***** EXERCISE INPUT
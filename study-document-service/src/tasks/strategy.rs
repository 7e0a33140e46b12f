use crate::config::{ContentStrategyKind, ServiceConfig};
use crate::error::{StudyError, StudyResult};
use crate::models::{StudyDocumentResponse, UploadedFile};
use crate::tasks::generation::StudyGenerator;
use crate::tasks::pdf_extract::{LopdfExtractor, TextExtractor};
use crate::tasks::prompts::{Attachment, GenerationRequest, multimodal_prompt, text_prompt};
use chrono::{SecondsFormat, Utc};
use std::sync::Arc;
use tracing::{error, info};

pub const MULTIMODAL_METHOD: &str = "multimodal";
pub const MULTIMODAL_CAPABILITIES: [&str; 5] = ["text", "images", "diagrams", "charts", "tables"];

/// How an uploaded PDF is turned into a model request.
#[derive(Clone)]
pub enum ContentStrategy {
    /// Extract text locally and interpolate it into the prompt.
    TextExtraction(Arc<dyn TextExtractor>),
    /// Send the PDF itself, base64 encoded, next to the prompt.
    DirectAttachment,
}

impl ContentStrategy {
    pub fn from_config(config: &ServiceConfig) -> Self {
        match config.strategy {
            ContentStrategyKind::TextExtraction => ContentStrategy::TextExtraction(Arc::new(
                LopdfExtractor::new(config.extraction_timeout),
            )),
            ContentStrategyKind::DirectAttachment => ContentStrategy::DirectAttachment,
        }
    }

    pub fn kind(&self) -> ContentStrategyKind {
        match self {
            ContentStrategy::TextExtraction(_) => ContentStrategyKind::TextExtraction,
            ContentStrategy::DirectAttachment => ContentStrategyKind::DirectAttachment,
        }
    }

    /// Run one validated upload through extraction, generation and response assembly.
    pub async fn generate(
        &self,
        file: UploadedFile,
        generator: &dyn StudyGenerator,
    ) -> StudyResult<StudyDocumentResponse> {
        match self {
            ContentStrategy::TextExtraction(extractor) => {
                let extracted = extractor.extract(file.bytes).await?;
                let request = GenerationRequest::text_only(text_prompt(&extracted));
                let study_document = call_model(generator, &request).await?;

                Ok(StudyDocumentResponse {
                    study_document,
                    original_length: Some(extracted.chars().count()),
                    original_size: None,
                    processed_at: processed_at(),
                    processing_method: None,
                    capabilities: None,
                })
            }
            ContentStrategy::DirectAttachment => {
                let original_size = file.len();
                let request = GenerationRequest::with_attachment(
                    multimodal_prompt(),
                    Attachment::pdf(&file.bytes),
                );
                let study_document = call_model(generator, &request).await?;

                Ok(StudyDocumentResponse {
                    study_document,
                    original_length: None,
                    original_size: Some(original_size),
                    processed_at: processed_at(),
                    processing_method: Some(MULTIMODAL_METHOD.to_string()),
                    capabilities: Some(
                        MULTIMODAL_CAPABILITIES
                            .iter()
                            .map(|c| c.to_string())
                            .collect(),
                    ),
                })
            }
        }
    }
}

async fn call_model(
    generator: &dyn StudyGenerator,
    request: &GenerationRequest,
) -> StudyResult<String> {
    match generator.generate(request).await {
        Ok(text) if !text.trim().is_empty() => {
            info!("Study document generated ({} characters)", text.len());
            Ok(text)
        }
        Ok(_) => {
            error!("Error generating study document: model returned an empty reply");
            Err(StudyError::Generation)
        }
        Err(e) => {
            error!("Error generating study document: {:#}", e);
            Err(StudyError::Generation)
        }
    }
}

fn processed_at() -> String {
    Utc::now().to_rfc3339_opts(SecondsFormat::Millis, true)
}

#[cfg(test)]
pub(crate) mod test_support {
    use super::*;
    use async_trait::async_trait;
    use bytes::Bytes;
    use std::sync::Mutex;
    use std::sync::atomic::{AtomicUsize, Ordering};

    /// Extractor returning a fixed result and counting calls.
    pub struct StubExtractor {
        pub result: Result<String, fn() -> StudyError>,
        pub calls: AtomicUsize,
    }

    impl StubExtractor {
        pub fn returning(text: &str) -> Self {
            Self {
                result: Ok(text.to_string()),
                calls: AtomicUsize::new(0),
            }
        }

        pub fn failing(make: fn() -> StudyError) -> Self {
            Self {
                result: Err(make),
                calls: AtomicUsize::new(0),
            }
        }

        pub fn calls(&self) -> usize {
            self.calls.load(Ordering::SeqCst)
        }
    }

    #[async_trait]
    impl TextExtractor for StubExtractor {
        async fn extract(&self, _pdf: Bytes) -> StudyResult<String> {
            self.calls.fetch_add(1, Ordering::SeqCst);
            match &self.result {
                Ok(text) => Ok(text.clone()),
                Err(make) => Err(make()),
            }
        }
    }

    /// Generator returning a fixed reply and recording requests.
    pub struct StubGenerator {
        reply: Option<String>,
        pub requests: Mutex<Vec<GenerationRequest>>,
    }

    impl StubGenerator {
        pub fn replying(text: &str) -> Self {
            Self {
                reply: Some(text.to_string()),
                requests: Mutex::new(Vec::new()),
            }
        }

        pub fn failing() -> Self {
            Self {
                reply: None,
                requests: Mutex::new(Vec::new()),
            }
        }

        pub fn calls(&self) -> usize {
            self.requests.lock().unwrap().len()
        }
    }

    #[async_trait]
    impl StudyGenerator for StubGenerator {
        async fn generate(&self, request: &GenerationRequest) -> anyhow::Result<String> {
            self.requests.lock().unwrap().push(request.clone());
            self.reply
                .clone()
                .ok_or_else(|| anyhow::anyhow!("quota exceeded for project"))
        }
    }
}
**********
*ABOUT THIS EXERCISE:* Begin at the top of the records above and quote each line exactly, ending with the line that contains "pub const MULTIMODAL_CAPABILITIES: [&str;".

*TASK OUTPUT:*
filename study-document-service/src/tasks/strategy.rs
repository 7e0a33140e46b12f
use crate::config::{ContentStrategyKind, ServiceConfig};
use crate::error::{StudyError, StudyResult};
use crate::models::{StudyDocumentResponse, UploadedFile};
use crate::tasks::generation::StudyGenerator;
use crate::tasks::pdf_extract::{LopdfExtractor, TextExtractor};
use crate::tasks::prompts::{Attachment, GenerationRequest, multimodal_prompt, text_prompt};
use chrono::{SecondsFormat, Utc};
use std::sync::Arc;
use tracing::{error, info};

pub const MULTIMODAL_METHOD: &str = "multimodal";
pub const MULTIMODAL_CAPABILITIES: [&str; 5] = ["text", "images", "diagrams", "charts", "tables"];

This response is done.